Вполне вероятно, что сокращение (а точнее, изменение характера) связей между формирующимися сверхорганизмами, вызванное именно этим формированием, т.е. все большим превращением праобщины в целостный биологический организм, включение действия своеобразной положительной обратной связи, резко ускорило процессы сапиентации на последнем участке эволюции. Резкий количественный рост на этом этапе, также вызванный коренным переломом в механизме приспособления, сделал возможным выделение в рамках целостного образования отдельных производственных коллективов (сначала временных, а затем все больше закрепляющихся в качестве постоянных образований). С учетом первоначально ограниченной численности, неизбежно сводящих в конечном счете число таких коллективов к минимуму, т.е. к двум, это привело бы к родовой экзогамии и дуальной организации и без контакта с другими образованиями.
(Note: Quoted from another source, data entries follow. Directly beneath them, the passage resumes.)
//! # tiered-core
//!
//! Building blocks for a two-level hierarchical view (sections containing
//! ordered items) over an external dataset.
//!
//! This crate provides:
//! - [`Entity`]: the capability a domain object exposes (stable identity plus keyed fields)
//! - [`SortKey`]: lexicographic, direction-aware comparison over entity fields
//! - [`Section`]: one parent entity with its deduplicated, sorted children
//! - [`Snapshot`]: an immutable, ordered materialization of all sections
//!
//! ## Example
//!
//! ```rust,ignore
//! use tiered_core::{Section, Snapshot, SortKey};
//!
//! let item_sort = SortKey::ascending("title");
//! let section_sort = SortKey::descending("priority");
//!
//! let section = Section::build(project, tasks, &item_sort);
//! let snapshot = Snapshot::build(vec![section], &section_sort);
//!
//! assert_eq!(snapshot.section_count(), 1);
//! ```

pub mod entity;
pub mod error;
pub mod field;
pub mod section;
pub mod snapshot;
pub mod sort;

pub use entity::Entity;
pub use error::{CoreError, Result};
pub use field::FieldValue;
pub use section::Section;
pub use snapshot::{IndexPath, Snapshot};
pub use sort::{Direction, SortDescriptor, SortKey};
//! Sort keys: ordered lists of (field, direction) comparison rules.
//!
//! Comparison is lexicographic over the descriptors and short-circuits on the
//! first field that differs. Entities equal on every field are a tie; the
//! comparator reports `Ordering::Equal` and callers keep insertion order.

use crate::entity::Entity;
use crate::error::CoreError;
use serde::{Deserialize, Serialize};
use std::cmp::Ordering;

/// Sort direction for a single descriptor.
#[derive(Clone, Copy, Debug, Default, PartialEq, Eq, Hash, Serialize, Deserialize)]
#[serde(rename_all = "snake_case")]
pub enum Direction {
    #[default]
    Ascending,
    Descending,
}

/// One comparison rule: a field key and a direction.
#[derive(Clone, Debug, PartialEq, Eq, Hash, Serialize, Deserialize)]
pub struct SortDescriptor {
    pub key: String,
    #[serde(default)]
    pub direction: Direction,
}

impl SortDescriptor {
    pub fn new(key: impl Into<String>, direction: Direction) -> Self {
        Self {
            key: key.into(),
            direction,
        }
    }

    pub fn ascending(key: impl Into<String>) -> Self {
        Self::new(key, Direction::Ascending)
    }

    pub fn descending(key: impl Into<String>) -> Self {
        Self::new(key, Direction::Descending)
    }

    /// Compare two entities on this descriptor only.
    pub fn compare<E: Entity>(&self, a: &E, b: &E) -> Ordering {
        let natural = a.field(&self.key).cmp(&b.field(&self.key));
        match self.direction {
            Direction::Ascending => natural,
            Direction::Descending => natural.reverse(),
        }
    }
}

/// A non-empty, ordered list of sort descriptors.
#[derive(Clone, Debug, PartialEq, Eq, Hash, Serialize, Deserialize)]
#[serde(try_from = "Vec<SortDescriptor>", into = "Vec<SortDescriptor>")]
pub struct SortKey {
    descriptors: Vec<SortDescriptor>,
}

impl SortKey {
    /// Create a sort key. Fails when `descriptors` is empty or a key is blank.
    pub fn new(descriptors: Vec<SortDescriptor>) -> Result<Self, CoreError> {
        if descriptors.is_empty() {
            return Err(CoreError::EmptySortKey);
        }
        if descriptors.iter().any(|d| d.key.is_empty()) {
            return Err(CoreError::EmptyFieldKey);
        }
        Ok(Self { descriptors })
    }

    /// Single ascending field.
    pub fn ascending(key: impl Into<String>) -> Self {
        Self {
            descriptors: vec![SortDescriptor::ascending(key)],
        }
    }

    /// Single descending field.
    pub fn descending(key: impl Into<String>) -> Self {
        Self {
            descriptors: vec![SortDescriptor::descending(key)],
        }
    }

    pub fn then_ascending(mut self, key: impl Into<String>) -> Self {
        self.descriptors.push(SortDescriptor::ascending(key));
        self
    }

    pub fn then_descending(mut self, key: impl Into<String>) -> Self {
        self.descriptors.push(SortDescriptor::descending(key));
        self
    }

    pub fn descriptors(&self) -> &[SortDescriptor] {
        &self.descriptors
    }

    /// Compare two entities, field by field.
    pub fn compare<E: Entity>(&self, a: &E, b: &E) -> Ordering {
        for descriptor in &self.descriptors {
            match descriptor.compare(a, b) {
                Ordering::Equal => continue,
                decided => return decided,
            }
        }
        Ordering::Equal
    }

    /// Stable sort in place; ties keep their relative order.
    pub fn sort<E: Entity>(&self, entities: &mut [E]) {
        entities.sort_by(|a, b| self.compare(a, b));
    }
}

impl TryFrom<Vec<SortDescriptor>> for SortKey {
    type Error = CoreError;

    fn try_from(descriptors: Vec<SortDescriptor>) -> Result<Self, Self::Error> {
        SortKey::new(descriptors)
    }
}

impl From<SortKey> for Vec<SortDescriptor> {
    fn from(key: SortKey) -> Self {
        key.descriptors
    }
}
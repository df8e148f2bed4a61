//! Tiered Controller - a hierarchical results controller
//!
//! The controller sits between a mutable data source and a list or grid
//! view. It keeps the view's two-level layout (one section per parent, the
//! parent's children as items) and, whenever the data changes, reports the
//! section and item insertions and deletions the view has to animate.
//!
//! # Quick Start
//!
//! ```rust,ignore
//! use tiered_controller::prelude::*;
//!
//! let config = ControllerConfig::builder()
//!     .child_key("tasks")
//!     .section_sort(SortKey::ascending("name"))
//!     .item_sort(SortKey::descending("priority").then_ascending("title"))
//!     .build();
//!
//! let mut controller = Controller::new(store, Scope::all(), config)?;
//!
//! let view = Arc::new(Mutex::new(move |snapshot: &Snapshot<_, _>, delta: &Delta| {
//!     for step in delta.steps() {
//!         table.apply(step);
//!     }
//! }));
//! controller.register_observer(&view);
//!
//! controller.perform_fetch()?;
//! controller.apply(ChangeEvent::Children(vec![task_id]))?;
//! ```
//!
//! # Architecture
//!
//! - [`source`] - The [`DataSource`] trait, fetch requests, scopes and change events
//! - [`config`] - Controller configuration and its builder
//! - [`controller`] - Full and incremental passes, lookups
//! - [`observer`] - Weakly held observer and token-based registration
//! - [`shared`] - Lock-guarded handle for use across threads
//! - [`error`] - Error types

pub mod config;
pub mod controller;
pub mod error;
pub mod observer;
pub mod shared;
pub mod source;

pub use config::{ControllerConfig, ControllerConfigBuilder};
pub use controller::Controller;
pub use error::{ControllerError, Result};
pub use observer::{ChangeNotifier, ObserverToken, ResultsObserver};
pub use shared::SharedController;
pub use source::{ChangeEvent, ChildId, DataSource, FetchRequest, Filter, ParentId, Scope};

// Re-export the view types so most users only depend on this crate.
pub use tiered_core::{Entity, FieldValue, IndexPath, Section, Snapshot, SortKey};
pub use tiered_delta::{Delta, DeltaStep};

/// Prelude module for convenient imports.
pub mod prelude {
    pub use crate::config::ControllerConfig;
    pub use crate::controller::Controller;
    pub use crate::error::ControllerError;
    pub use crate::observer::ResultsObserver;
    pub use crate::shared::SharedController;
    pub use crate::source::{ChangeEvent, DataSource, FetchRequest, Scope};
    pub use tiered_core::{Entity, FieldValue, IndexPath, Snapshot, SortKey};
    pub use tiered_delta::{Delta, DeltaStep};
}
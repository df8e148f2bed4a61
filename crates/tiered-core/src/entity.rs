//! The entity capability trait.
//!
//! The engine never looks at concrete domain types. Everything it needs is
//! an identity, used strictly for equality and lookup, and a way to read a
//! comparable value for a named field.

use crate::field::FieldValue;
use std::fmt::Debug;
use std::hash::Hash;

/// A domain object that can appear as a section parent or a section item.
pub trait Entity: Clone {
    /// Stable identity. Two entities with equal ids are the same object,
    /// even if their field values differ.
    type Id: Clone + Eq + Hash + Debug;

    /// The identity of this entity.
    fn id(&self) -> Self::Id;

    /// The value of a named field. Unknown fields read as [`FieldValue::Null`].
    fn field(&self, key: &str) -> FieldValue;
}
Обсуждая проблемы антропосоциогенеза, мы пока не касались роли в формировании общества возникающего у индивида сознания, рационально-логического и аксиологического отношения к миру, уровень развития которых в определенном смысле как раз и представляет меру включения индивида в формирующееся общество в качестве элемента последнего. Роль этих факторов в функционировании «готового» общества достаточно подробно рассмотрена во втором разделе. Но они же все усиливающееся влияние оказывали и на формирование общественного организма.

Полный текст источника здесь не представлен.